Historical cost accounting for real estate assets implicitly
assumes that the value of real estate assets diminishes predictably
over time. As noted by NAREIT in its April 2002 "White Paper on
Funds From Operations," since real estate values have historically
risen or fallen with market conditions, many industry investors
have considered presentation of operating results for real estate
companies that use historical cost accounting to be insufficient by
themselves. For these reasons, NAREIT adopted the definition of FFO
in order to promote an industry-wide measure of REIT operating
performance. EBITDA Earnings before Interest Expense, Income Taxes,
Depreciation and Amortization (EBITDA) is a commonly used measure
of performance in many industries. Management believes EBITDA
provides useful information to investors regarding our results of
operations because it helps us and our investors evaluate the
ongoing operating performance of our properties and facilitates
comparisons between us and other lodging REITs, hotel owners who
are not REITs and other capital-intensive companies. Management
uses EBITDA to evaluate property-level results and as one measure
in determining the value of acquisitions and dispositions and, like
FFO per diluted share, it is widely used by management in the
annual budget process. Adjusted EBITDA Historically, management has
adjusted EBITDA when evaluating our performance because we believe
that the exclusion of certain additional recurring and
non-recurring items described below provides useful supplemental
information to investors regarding our ongoing operating
performance and that the presentation of Adjusted EBITDA, when
combined with the primary GAAP presentation of net income, is
beneficial to an investor's complete understanding of our operating
performance and is a relevant measure in calculating certain credit
ratios. We adjust EBITDA for the following items, which may occur
in any period, and refer to this measure as Adjusted EBITDA: --
Real Estate Transactions - We exclude the effect of gains and
losses, including the amortization of deferred gains, recorded on
the disposition of assets and property insurance gains in our
consolidated statement of operations because we believe that
including them in Adjusted EBITDA is not consistent with reflecting
the ongoing performance of our remaining assets. In addition,
material gains or losses from the depreciated value of the disposed
assets could be less important to investors given that the
depreciated asset often does not reflect the market value of real
estate assets (as noted above for FFO). -- Equity Investment
Adjustments - We exclude the equity in earnings (losses) of
unconsolidated investments in partnerships and joint ventures as
presented in our consolidated statement of operations because it
includes our pro-rata portion of depreciation, amortization and
interest expense.
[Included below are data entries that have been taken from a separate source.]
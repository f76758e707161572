//! Timesheet storage.
//!
//! [`TimesheetStore`] is the seam between the engine and whatever persists
//! normalized timesheets. Every operation takes the organization id and a
//! timesheet belonging to another organization is reported as not found, so
//! a caller can never read or write across tenants by guessing an id.
//!
//! Writes use optimistic concurrency: [`TimesheetStore::update`] succeeds
//! only if the caller's `expected_version` matches the stored version, and
//! every successful write increments it.

use std::collections::BTreeMap;
use std::fmt::Debug;

use chrono::Utc;
use parking_lot::RwLock;
use uuid::Uuid;

use crate::error::{EngineError, EngineResult};
use crate::models::{Timesheet, name_key};

/// Persistence for normalized timesheets.
pub trait TimesheetStore: Send + Sync + Debug {
    /// Stores a new timesheet at version 1.
    fn insert(&self, timesheet: Timesheet) -> EngineResult<Timesheet>;

    /// Reads a timesheet of the organization.
    fn get(&self, organization_id: &str, timesheet_id: Uuid) -> EngineResult<Timesheet>;

    /// Lists the ids of every timesheet of the organization.
    fn list_ids(&self, organization_id: &str) -> EngineResult<Vec<Uuid>>;

    /// Replaces a timesheet if `expected_version` is current.
    ///
    /// Returns the stored timesheet with its new version, or
    /// [`EngineError::VersionConflict`] without writing anything.
    fn update(&self, timesheet: Timesheet, expected_version: u64) -> EngineResult<Timesheet>;

    /// Rewrites every employee entry of one timesheet whose name equals
    /// `incorrect_name` (ignoring case and spacing) to `correct_name`,
    /// resolved to `employee_id`.
    ///
    /// Returns the number of entries rewritten. The write is atomic per
    /// timesheet.
    fn rewrite_employee_name(
        &self,
        organization_id: &str,
        timesheet_id: Uuid,
        incorrect_name: &str,
        correct_name: &str,
        employee_id: &str,
    ) -> EngineResult<usize>;
}

/// A thread-safe in-memory [`TimesheetStore`].
#[derive(Debug, Default)]
pub struct InMemoryTimesheetStore {
    timesheets: RwLock<BTreeMap<Uuid, Timesheet>>,
}

impl InMemoryTimesheetStore {
    /// Creates an empty store.
    pub fn new() -> Self {
        Self::default()
    }

    /// Number of stored timesheets across all organizations.
    pub fn len(&self) -> usize {
        self.timesheets.read().len()
    }

    /// Returns true if nothing is stored.
    pub fn is_empty(&self) -> bool {
        self.timesheets.read().is_empty()
    }
}

fn not_found(organization_id: &str, timesheet_id: Uuid) -> EngineError {
    EngineError::TimesheetNotFound {
        organization_id: organization_id.to_string(),
        timesheet_id,
    }
}

impl TimesheetStore for InMemoryTimesheetStore {
    fn insert(&self, mut timesheet: Timesheet) -> EngineResult<Timesheet> {
        let mut timesheets = self.timesheets.write();
        if timesheets.contains_key(&timesheet.id) {
            return Err(EngineError::DuplicateTimesheet {
                timesheet_id: timesheet.id,
            });
        }

        timesheet.version = 1;
        timesheet.updated_at = Utc::now();
        timesheets.insert(timesheet.id, timesheet.clone());
        Ok(timesheet)
    }

    fn get(&self, organization_id: &str, timesheet_id: Uuid) -> EngineResult<Timesheet> {
        self.timesheets
            .read()
            .get(&timesheet_id)
            .filter(|t| t.organization_id == organization_id)
            .cloned()
            .ok_or_else(|| not_found(organization_id, timesheet_id))
    }

    fn list_ids(&self, organization_id: &str) -> EngineResult<Vec<Uuid>> {
        Ok(self
            .timesheets
            .read()
            .values()
            .filter(|t| t.organization_id == organization_id)
            .map(|t| t.id)
            .collect())
    }

    fn update(&self, mut timesheet: Timesheet, expected_version: u64) -> EngineResult<Timesheet> {
        let mut timesheets = self.timesheets.write();
        let stored = timesheets
            .get_mut(&timesheet.id)
            .filter(|t| t.organization_id == timesheet.organization_id)
            .ok_or_else(|| not_found(&timesheet.organization_id, timesheet.id))?;

        if stored.version != expected_version {
            return Err(EngineError::VersionConflict {
                timesheet_id: timesheet.id,
                expected: expected_version,
                actual: stored.version,
            });
        }

        timesheet.version = stored.version + 1;
        timesheet.updated_at = Utc::now();
        *stored = timesheet.clone();
        Ok(timesheet)
    }

    fn rewrite_employee_name(
        &self,
        organization_id: &str,
        timesheet_id: Uuid,
        incorrect_name: &str,
        correct_name: &str,
        employee_id: &str,
    ) -> EngineResult<usize> {
        let mut timesheets = self.timesheets.write();
        let stored = timesheets
            .get_mut(&timesheet_id)
            .filter(|t| t.organization_id == organization_id)
            .ok_or_else(|| not_found(organization_id, timesheet_id))?;

        let key = name_key(incorrect_name);
        let mut rewritten = 0;
        for entry in stored
            .employees
            .iter_mut()
            .filter(|e| name_key(&e.employee_name) == key)
        {
            entry.employee_name = correct_name.trim().to_string();
            entry.resolved_employee_id = Some(employee_id.to_string());
            entry.suggestions.clear();
            rewritten += 1;
        }

        if rewritten > 0 {
            stored.version += 1;
            stored.updated_at = Utc::now();
        }
        Ok(rewritten)
    }
}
We include our pro rata share of the Adjusted
EBITDA of our equity investments as we believe this more accurately
reflects the performance of our investment. The pro rata Adjusted
EBITDA of equity investments is defined as the EBITDA of our equity
investments adjusted for any gains or losses on property
transactions multiplied by our percentage ownership in the
partnership or joint venture. -- Consolidated Partnership
Adjustments -We deduct the non-controlling partners' pro rata share
of the Adjusted EBITDA of our consolidated partnerships as this
reflects the non-controlling owners' interest in the EBITDA of our
consolidated partnerships. The pro rata Adjusted EBITDA of
non-controlling partners is defined as the EBITDA of our
consolidated partnerships adjusted for any gains or losses on
property transactions multiplied by the non-controlling partners'
positions in the partnership or joint venture. -- Cumulative Effect
of a Change in Accounting Principle - Infrequently, the Financial
Accounting Standards Board (FASB) promulgates new accounting
standards that require the consolidated statement of operations to
reflect the cumulative effect of a change in accounting principle.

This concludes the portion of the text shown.